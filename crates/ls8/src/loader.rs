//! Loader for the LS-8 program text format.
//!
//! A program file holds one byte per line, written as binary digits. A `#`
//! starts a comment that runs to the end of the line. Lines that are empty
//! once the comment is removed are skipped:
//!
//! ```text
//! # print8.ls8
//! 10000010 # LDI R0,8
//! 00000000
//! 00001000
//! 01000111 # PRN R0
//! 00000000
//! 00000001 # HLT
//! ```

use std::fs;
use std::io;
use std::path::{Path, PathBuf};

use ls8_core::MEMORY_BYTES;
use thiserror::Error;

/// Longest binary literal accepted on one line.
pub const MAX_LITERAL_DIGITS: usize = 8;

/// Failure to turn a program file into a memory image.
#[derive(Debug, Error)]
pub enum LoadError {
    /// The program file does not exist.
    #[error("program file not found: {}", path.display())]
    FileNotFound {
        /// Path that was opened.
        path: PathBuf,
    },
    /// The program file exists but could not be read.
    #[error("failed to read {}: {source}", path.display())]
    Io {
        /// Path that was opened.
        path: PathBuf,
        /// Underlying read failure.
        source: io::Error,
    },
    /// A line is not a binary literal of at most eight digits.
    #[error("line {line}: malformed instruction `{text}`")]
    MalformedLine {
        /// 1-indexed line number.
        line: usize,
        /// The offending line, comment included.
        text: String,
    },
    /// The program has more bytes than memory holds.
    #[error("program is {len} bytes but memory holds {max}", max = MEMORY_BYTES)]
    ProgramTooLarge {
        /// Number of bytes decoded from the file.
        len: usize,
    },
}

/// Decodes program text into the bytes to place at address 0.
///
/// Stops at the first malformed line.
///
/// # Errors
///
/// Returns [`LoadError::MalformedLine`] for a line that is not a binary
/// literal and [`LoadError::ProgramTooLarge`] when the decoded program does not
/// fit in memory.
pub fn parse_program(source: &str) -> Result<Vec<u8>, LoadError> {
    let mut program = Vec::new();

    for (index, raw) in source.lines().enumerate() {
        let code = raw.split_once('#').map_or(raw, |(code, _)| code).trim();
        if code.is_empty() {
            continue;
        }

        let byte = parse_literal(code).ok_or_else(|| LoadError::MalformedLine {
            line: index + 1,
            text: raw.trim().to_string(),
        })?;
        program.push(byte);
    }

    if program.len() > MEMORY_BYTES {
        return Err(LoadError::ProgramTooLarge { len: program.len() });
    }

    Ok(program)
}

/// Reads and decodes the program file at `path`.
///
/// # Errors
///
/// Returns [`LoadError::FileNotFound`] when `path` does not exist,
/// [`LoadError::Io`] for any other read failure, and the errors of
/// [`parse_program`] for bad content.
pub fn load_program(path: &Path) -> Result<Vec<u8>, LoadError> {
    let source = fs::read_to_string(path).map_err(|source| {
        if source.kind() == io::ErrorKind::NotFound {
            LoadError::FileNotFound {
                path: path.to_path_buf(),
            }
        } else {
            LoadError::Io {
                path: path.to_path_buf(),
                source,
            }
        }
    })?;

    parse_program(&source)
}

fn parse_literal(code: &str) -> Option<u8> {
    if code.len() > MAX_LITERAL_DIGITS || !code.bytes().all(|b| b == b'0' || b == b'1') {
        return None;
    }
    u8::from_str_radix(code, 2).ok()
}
-*-
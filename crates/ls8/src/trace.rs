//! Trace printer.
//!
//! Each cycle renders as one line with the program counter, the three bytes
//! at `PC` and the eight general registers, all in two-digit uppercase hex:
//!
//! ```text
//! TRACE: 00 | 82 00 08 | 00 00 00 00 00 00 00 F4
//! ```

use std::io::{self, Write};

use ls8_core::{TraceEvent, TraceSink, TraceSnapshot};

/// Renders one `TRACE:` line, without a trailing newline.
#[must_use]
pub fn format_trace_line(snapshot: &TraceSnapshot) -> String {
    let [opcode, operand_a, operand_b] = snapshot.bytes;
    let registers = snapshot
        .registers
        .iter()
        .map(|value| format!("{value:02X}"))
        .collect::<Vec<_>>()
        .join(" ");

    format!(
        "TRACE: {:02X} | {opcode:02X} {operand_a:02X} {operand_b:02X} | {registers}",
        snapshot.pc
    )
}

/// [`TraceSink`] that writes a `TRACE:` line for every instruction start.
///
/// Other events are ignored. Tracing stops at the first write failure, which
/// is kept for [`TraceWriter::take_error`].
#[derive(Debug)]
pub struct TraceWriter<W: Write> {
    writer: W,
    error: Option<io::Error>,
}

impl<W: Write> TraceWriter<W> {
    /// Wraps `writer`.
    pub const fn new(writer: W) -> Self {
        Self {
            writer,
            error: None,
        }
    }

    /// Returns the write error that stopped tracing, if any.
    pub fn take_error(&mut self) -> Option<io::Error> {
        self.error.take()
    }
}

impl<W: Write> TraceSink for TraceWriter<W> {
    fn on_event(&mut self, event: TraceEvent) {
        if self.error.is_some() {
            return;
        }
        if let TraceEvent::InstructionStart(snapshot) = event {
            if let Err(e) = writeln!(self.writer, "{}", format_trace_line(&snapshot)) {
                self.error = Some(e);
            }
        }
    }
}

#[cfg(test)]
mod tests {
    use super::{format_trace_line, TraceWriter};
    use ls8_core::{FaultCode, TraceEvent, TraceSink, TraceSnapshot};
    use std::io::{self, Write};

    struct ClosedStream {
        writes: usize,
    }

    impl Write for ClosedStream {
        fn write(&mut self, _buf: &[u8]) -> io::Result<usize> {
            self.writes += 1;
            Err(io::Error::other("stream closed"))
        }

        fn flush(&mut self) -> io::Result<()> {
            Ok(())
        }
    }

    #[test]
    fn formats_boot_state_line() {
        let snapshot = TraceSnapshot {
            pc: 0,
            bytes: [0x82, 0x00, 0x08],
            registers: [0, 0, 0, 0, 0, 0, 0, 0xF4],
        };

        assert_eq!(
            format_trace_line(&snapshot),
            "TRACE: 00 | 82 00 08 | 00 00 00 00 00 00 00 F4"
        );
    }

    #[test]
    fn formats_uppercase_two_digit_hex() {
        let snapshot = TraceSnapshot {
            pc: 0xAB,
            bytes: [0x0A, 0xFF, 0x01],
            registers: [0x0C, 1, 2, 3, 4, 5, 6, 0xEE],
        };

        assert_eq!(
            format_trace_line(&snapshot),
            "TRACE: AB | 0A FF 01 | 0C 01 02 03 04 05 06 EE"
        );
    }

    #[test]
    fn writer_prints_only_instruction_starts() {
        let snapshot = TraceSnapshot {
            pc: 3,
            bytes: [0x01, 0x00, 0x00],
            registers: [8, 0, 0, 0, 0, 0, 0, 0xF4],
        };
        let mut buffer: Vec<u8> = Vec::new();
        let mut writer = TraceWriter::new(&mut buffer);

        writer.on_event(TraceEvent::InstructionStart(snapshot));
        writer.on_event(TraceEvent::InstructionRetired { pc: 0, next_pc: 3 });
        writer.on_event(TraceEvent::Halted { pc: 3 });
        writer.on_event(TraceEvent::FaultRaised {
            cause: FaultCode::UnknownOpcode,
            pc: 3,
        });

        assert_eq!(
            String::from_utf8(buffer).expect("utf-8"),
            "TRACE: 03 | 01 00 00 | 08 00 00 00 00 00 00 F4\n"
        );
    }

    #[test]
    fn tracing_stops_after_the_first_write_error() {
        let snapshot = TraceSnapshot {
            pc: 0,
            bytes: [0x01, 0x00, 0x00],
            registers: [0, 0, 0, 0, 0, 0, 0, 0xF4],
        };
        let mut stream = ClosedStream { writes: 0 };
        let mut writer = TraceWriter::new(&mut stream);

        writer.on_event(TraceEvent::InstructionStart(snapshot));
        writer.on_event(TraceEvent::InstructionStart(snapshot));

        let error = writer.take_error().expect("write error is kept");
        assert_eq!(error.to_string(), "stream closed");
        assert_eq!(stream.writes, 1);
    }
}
-*-
### What is needed
In the listing above, locate the line containing "filename crates/ls8/src/loader.rs" and the line containing "on one line.", then transcribe both and every line between them verbatim.

### Written solution
filename crates/ls8/src/loader.rs
//! Loader for the LS-8 program text format.
//!
//! A program file holds one byte per line, written as binary digits. A `#`
//! starts a comment that runs to the end of the line. Lines that are empty
//! once the comment is removed are skipped:
//!
//! ```text
//! # print8.ls8
//! 10000010 # LDI R0,8
//! 00000000
//! 00001000
//! 01000111 # PRN R0
//! 00000000
//! 00000001 # HLT
//! ```

use std::fs;
use std::io;
use std::path::{Path, PathBuf};

use ls8_core::MEMORY_BYTES;
use thiserror::Error;

/// Longest binary literal accepted on one line.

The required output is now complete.